Collected data entries:
"""
#[cfg(test)]
mod tests {
    use super::*;
    use serde_json::json;

    const ANCHOR: &str =
        "urn:li:fsd_profileCard:(ACoAAA,EXPERIENCE_VIEW_DETAILS,urn:li:fsd_profile:ACoAAA)";

    fn role(title: &str, caption: Option<&str>) -> Value {
        let mut entity = json!({
            "titleV2": {"text": {"text": title}},
            "subtitle": {"text": "Own Subtitle"},
            "metadata": {"text": "Remote"},
            "textActionTarget": "https://www.linkedin.com/company/1441/"
        });
        if let Some(caption) = caption {
            entity["caption"] = json!({"text": caption});
        }
        json!({"components": {"entityComponent": entity}})
    }

    fn response(elements: Vec<Value>, extra: Vec<Value>) -> Value {
        let mut included = vec![json!({
            "entityUrn": ANCHOR,
            "components": {"elements": elements}
        })];
        included.extend(extra);
        json!({"data": {}, "included": included})
    }

    #[test]
    fn single_entry_fields() {
        let resp = response(vec![role("Engineer", Some("Jan 2020 - Present · 4 yrs"))], vec![]);
        let out = extract_experiences(&resp);

        assert_eq!(out.len(), 1);
        let exp = &out[0];
        assert_eq!(exp.role, "Engineer");
        assert_eq!(exp.company.as_deref(), Some("Own Subtitle"));
        assert_eq!(exp.company_id.as_deref(), Some("1441"));
        assert_eq!(exp.location, "Remote");
        assert_eq!(exp.time_period.as_deref(), Some("Jan 2020 - Present"));
        assert_eq!(exp.duration.as_deref(), Some("4 yrs"));
        assert_eq!(exp.description, None);
    }

    #[test]
    fn grouped_roles_take_parent_company() {
        let nested_urn = "urn:li:fsd_profilePositionGroup:(1,2)";
        let parent = json!({"components": {"entityComponent": {
            "titleV2": {"text": {"text": "Acme"}},
            "subtitle": {"text": "5 yrs"},
            "subComponents": {"components": [
                {"components": {"*pagedListComponent": nested_urn}}
            ]}
        }}});
        let nested = json!({
            "entityUrn": nested_urn,
            "components": {"elements": [
                role("Senior Engineer", Some("2022 - Present")),
                role("Engineer", Some("2019 - 2022"))
            ]}
        });

        let out = extract_experiences(&response(vec![parent], vec![nested]));
        assert_eq!(out.len(), 2);
        assert!(out.iter().all(|e| e.company.as_deref() == Some("Acme")));
        assert_eq!(out[0].role, "Senior Engineer");
        assert_eq!(out[1].role, "Engineer");
    }

    #[test]
    fn nested_list_found_by_key_substring() {
        let nested_urn = "urn:li:fsd_profilePositionGroup:(3,4)";
        let parent = json!({"components": {"entityComponent": {
            "titleV2": {"text": "Globex"},
            "subComponents": {"components": [
                {"components": {"profilePagedListComponentV2": {"entityUrn": nested_urn}}}
            ]}
        }}});
        let nested = json!({
            "entityUrn": nested_urn,
            "elements": [role("Analyst", Some("2018 - 2019"))]
        });

        let out = extract_experiences(&response(vec![parent], vec![nested]));
        assert_eq!(out.len(), 1);
        assert_eq!(out[0].company.as_deref(), Some("Globex"));
    }

    #[test]
    fn header_without_caption_is_skipped() {
        let out = extract_experiences(&response(vec![role("Acme", None)], vec![]));
        assert!(out.is_empty());
    }

    #[test]
    fn failing_block_does_not_stop_the_rest() {
        let elements = vec![
            role("R0", Some("2020")),
            role("R1", Some("2020")),
            json!("not an object"),
            role("R3", Some("2020")),
            role("R4", Some("2020")),
        ];
        let out = extract_experiences(&response(elements, vec![]));
        let roles: Vec<_> = out.iter().map(|e| e.role.as_str()).collect();
        assert_eq!(roles, vec!["R0", "R1", "R3", "R4"]);
    }

    #[test]
    fn block_errors() {
        let components = ComponentMap::default();
        assert_eq!(
            extract_block(&components, 2, &json!(7)),
            Err(ExperienceError::NotAnObject { index: 2 })
        );
        assert_eq!(
            extract_block(&components, 3, &json!({"components": {"entityComponent": "x"}})),
            Err(ExperienceError::InvalidEntity { index: 3 })
        );
    }

    #[test]
    fn malformed_nested_list_is_an_error() {
        let nested_urn = "urn:li:fsd_profilePositionGroup:(5,6)";
        let included = vec![json!({"entityUrn": nested_urn, "elements": "oops"})];
        let components = ComponentMap::build(&included);
        let parent = json!({"components": {"entityComponent": {
            "titleV2": {"text": {"text": "Initech"}},
            "subComponents": {"components": [
                {"components": {"*pagedListComponent": nested_urn}}
            ]}
        }}});

        assert_eq!(
            extract_block(&components, 0, &parent),
            Err(ExperienceError::MalformedList {
                urn: nested_urn.to_string()
            })
        );
    }

    #[test]
    fn missing_anchor_yields_nothing() {
        let resp = json!({"included": [{"entityUrn": "urn:li:fsd_profile:ACoAAA"}]});
        assert!(extract_experiences(&resp).is_empty());
        assert!(extract_experiences(&json!({})).is_empty());
    }

    #[test]
    fn description_from_fixed_list() {
        let mut block = role("Engineer", Some("2020"));
        block["components"]["entityComponent"]["subComponents"] = json!({"components": [
            {"components": {"fixedListComponent": {"components": [
                {"components": {"textComponent": {"text": {"text": ""}}}},
                {"components": {"textComponent": {"text": {"text": "Built things"}}}}
            ]}}}
        ]});

        let out = extract_experiences(&response(vec![block], vec![]));
        assert_eq!(out[0].description.as_deref(), Some("Built things"));
        assert_eq!(out[0].time_period, None);
    }

    #[test]
    fn anchor_is_first_match_in_included_order() {
        let included = vec![
            json!({"entityUrn": "urn:li:fsd_profileCard:(X,EXPERIENCE_VIEW_DETAILS,urn:li:fsd_profile:X)"}),
            json!({"entityUrn": ANCHOR}),
        ];
        let map = ComponentMap::build(&included);
        assert_eq!(
            map.find_anchor(),
            Some("urn:li:fsd_profileCard:(X,EXPERIENCE_VIEW_DETAILS,urn:li:fsd_profile:X)")
        );
    }

    #[test]
    fn serializes_company_id_as_id_company() {
        let exp = Experience {
            role: "Engineer".into(),
            company_id: Some("1".into()),
            ..Default::default()
        };
        let value = serde_json::to_value(&exp).unwrap();
        assert_eq!(value["idCompany"], "1");
        assert!(value.get("time_period").is_none());
    }
}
"""
■ **WHAT THIS TASK INVOLVES**:
In the records above, how many lines include "Engineer"? Answer with the number alone.

■ **EXPECTED ANSWER**:
8